Every line below that includes the word "readable" needs to be copied.
BEGIN PROVIDED MATERIAL
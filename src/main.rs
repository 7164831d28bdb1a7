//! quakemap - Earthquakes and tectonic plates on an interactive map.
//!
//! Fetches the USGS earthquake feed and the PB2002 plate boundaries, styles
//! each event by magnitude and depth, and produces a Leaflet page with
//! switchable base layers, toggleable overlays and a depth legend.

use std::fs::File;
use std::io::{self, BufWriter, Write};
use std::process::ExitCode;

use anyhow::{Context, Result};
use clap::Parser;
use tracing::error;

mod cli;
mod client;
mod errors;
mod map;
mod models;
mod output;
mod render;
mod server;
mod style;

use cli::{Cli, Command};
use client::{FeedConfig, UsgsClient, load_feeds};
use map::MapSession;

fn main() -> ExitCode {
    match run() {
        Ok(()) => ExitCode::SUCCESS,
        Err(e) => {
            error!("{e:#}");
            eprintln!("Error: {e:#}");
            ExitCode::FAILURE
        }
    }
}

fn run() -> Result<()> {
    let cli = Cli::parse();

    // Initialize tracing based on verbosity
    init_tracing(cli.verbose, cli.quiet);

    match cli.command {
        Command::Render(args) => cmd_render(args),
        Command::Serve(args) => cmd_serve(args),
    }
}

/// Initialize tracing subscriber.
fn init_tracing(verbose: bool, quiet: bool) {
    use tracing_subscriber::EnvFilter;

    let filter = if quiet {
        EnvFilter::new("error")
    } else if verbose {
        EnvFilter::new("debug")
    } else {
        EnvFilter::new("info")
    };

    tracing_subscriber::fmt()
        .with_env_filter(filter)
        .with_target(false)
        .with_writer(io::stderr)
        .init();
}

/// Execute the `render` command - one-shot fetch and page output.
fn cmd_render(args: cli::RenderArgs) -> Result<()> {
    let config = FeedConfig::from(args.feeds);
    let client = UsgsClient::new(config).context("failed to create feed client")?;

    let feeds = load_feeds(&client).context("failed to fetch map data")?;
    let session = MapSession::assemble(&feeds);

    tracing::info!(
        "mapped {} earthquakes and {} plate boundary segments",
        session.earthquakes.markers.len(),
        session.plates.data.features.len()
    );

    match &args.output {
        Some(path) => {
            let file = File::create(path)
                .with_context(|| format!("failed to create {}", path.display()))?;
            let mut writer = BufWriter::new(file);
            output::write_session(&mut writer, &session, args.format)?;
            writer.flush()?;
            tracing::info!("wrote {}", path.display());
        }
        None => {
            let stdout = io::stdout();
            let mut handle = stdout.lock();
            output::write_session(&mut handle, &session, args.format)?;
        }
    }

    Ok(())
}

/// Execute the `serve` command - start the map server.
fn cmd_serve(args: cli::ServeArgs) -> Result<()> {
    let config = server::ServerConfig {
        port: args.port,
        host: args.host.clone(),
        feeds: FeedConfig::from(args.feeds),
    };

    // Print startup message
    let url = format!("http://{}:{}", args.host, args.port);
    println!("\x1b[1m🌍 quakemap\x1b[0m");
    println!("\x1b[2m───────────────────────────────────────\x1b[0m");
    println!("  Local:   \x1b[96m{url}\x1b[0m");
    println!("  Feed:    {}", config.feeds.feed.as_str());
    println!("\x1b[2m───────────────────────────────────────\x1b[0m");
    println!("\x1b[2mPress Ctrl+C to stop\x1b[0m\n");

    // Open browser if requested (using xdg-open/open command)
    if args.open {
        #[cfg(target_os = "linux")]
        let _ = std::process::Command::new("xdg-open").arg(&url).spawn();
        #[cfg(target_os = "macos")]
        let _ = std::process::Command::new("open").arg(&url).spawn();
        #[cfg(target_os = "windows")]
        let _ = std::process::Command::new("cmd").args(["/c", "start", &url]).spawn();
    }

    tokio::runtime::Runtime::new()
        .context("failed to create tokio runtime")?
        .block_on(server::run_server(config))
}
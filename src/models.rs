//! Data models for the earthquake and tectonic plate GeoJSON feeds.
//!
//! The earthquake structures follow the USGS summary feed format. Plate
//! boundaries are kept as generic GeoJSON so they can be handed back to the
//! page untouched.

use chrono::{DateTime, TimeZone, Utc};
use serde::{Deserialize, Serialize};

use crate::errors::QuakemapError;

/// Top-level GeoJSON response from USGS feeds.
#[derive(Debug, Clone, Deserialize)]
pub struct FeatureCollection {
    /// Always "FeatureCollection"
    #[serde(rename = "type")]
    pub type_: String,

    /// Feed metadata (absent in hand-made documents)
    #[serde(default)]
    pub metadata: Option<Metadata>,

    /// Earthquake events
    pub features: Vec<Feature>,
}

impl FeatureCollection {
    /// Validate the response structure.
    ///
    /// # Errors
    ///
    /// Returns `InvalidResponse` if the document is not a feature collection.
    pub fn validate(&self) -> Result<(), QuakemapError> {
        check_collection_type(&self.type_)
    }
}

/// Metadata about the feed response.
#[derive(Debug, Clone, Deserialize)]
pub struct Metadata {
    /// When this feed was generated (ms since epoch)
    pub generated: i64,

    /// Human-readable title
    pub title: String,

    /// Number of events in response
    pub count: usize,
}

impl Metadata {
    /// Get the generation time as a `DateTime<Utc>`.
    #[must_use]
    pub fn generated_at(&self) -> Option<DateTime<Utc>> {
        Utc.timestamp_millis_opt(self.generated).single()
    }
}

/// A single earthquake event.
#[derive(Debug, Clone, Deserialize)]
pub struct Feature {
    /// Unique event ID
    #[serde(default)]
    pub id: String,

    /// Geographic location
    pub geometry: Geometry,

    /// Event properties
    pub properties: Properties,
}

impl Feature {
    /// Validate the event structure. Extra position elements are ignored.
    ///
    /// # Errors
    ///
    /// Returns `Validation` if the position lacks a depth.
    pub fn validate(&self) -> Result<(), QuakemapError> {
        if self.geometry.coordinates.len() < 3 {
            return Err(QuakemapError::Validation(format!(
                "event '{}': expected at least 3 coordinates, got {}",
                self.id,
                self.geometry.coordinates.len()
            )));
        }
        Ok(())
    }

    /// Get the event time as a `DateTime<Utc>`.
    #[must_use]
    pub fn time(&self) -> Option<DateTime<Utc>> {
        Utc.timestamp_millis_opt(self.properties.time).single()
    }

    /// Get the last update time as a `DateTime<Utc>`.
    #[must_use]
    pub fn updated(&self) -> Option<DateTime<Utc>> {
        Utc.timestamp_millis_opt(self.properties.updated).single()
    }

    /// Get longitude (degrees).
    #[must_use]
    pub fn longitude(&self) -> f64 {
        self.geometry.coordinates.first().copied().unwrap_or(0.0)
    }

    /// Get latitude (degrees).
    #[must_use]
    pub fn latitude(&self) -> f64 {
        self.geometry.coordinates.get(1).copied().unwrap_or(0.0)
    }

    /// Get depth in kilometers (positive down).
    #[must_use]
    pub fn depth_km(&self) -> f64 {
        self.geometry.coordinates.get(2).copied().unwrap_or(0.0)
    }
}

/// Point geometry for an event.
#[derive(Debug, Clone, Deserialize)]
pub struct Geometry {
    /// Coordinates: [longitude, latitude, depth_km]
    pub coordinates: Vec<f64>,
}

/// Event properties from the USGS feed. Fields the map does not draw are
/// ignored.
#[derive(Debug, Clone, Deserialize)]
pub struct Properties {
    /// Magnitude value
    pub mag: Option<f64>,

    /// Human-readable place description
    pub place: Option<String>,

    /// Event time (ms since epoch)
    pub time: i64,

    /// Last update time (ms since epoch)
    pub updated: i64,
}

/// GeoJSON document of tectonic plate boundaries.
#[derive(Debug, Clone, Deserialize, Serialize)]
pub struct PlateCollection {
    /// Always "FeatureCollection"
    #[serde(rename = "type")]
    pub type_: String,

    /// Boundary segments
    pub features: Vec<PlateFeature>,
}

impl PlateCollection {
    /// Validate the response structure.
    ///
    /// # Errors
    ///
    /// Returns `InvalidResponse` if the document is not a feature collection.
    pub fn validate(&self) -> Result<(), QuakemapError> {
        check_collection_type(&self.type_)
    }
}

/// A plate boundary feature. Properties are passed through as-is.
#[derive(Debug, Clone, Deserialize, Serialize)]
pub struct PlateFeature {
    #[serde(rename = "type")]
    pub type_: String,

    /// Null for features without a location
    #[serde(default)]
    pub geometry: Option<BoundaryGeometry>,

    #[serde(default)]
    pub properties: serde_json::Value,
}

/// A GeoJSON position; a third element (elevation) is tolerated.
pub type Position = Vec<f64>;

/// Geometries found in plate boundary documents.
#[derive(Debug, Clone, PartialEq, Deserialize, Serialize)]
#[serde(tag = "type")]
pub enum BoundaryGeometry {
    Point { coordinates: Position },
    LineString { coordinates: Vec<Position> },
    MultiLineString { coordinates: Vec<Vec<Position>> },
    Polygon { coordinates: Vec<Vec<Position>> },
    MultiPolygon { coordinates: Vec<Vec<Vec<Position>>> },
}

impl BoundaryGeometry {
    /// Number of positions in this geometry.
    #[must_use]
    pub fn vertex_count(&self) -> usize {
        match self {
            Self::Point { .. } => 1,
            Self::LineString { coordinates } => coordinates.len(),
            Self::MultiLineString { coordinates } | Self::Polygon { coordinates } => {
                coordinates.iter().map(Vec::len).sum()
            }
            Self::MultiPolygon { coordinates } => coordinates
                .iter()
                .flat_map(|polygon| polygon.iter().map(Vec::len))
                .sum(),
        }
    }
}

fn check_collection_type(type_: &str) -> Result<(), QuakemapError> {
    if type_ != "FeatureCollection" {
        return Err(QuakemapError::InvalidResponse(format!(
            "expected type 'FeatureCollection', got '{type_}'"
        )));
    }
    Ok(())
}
END PROVIDED MATERIAL
● **ANSWER TO THE EXERCISE**:
    /// Human-readable title
    /// Human-readable place description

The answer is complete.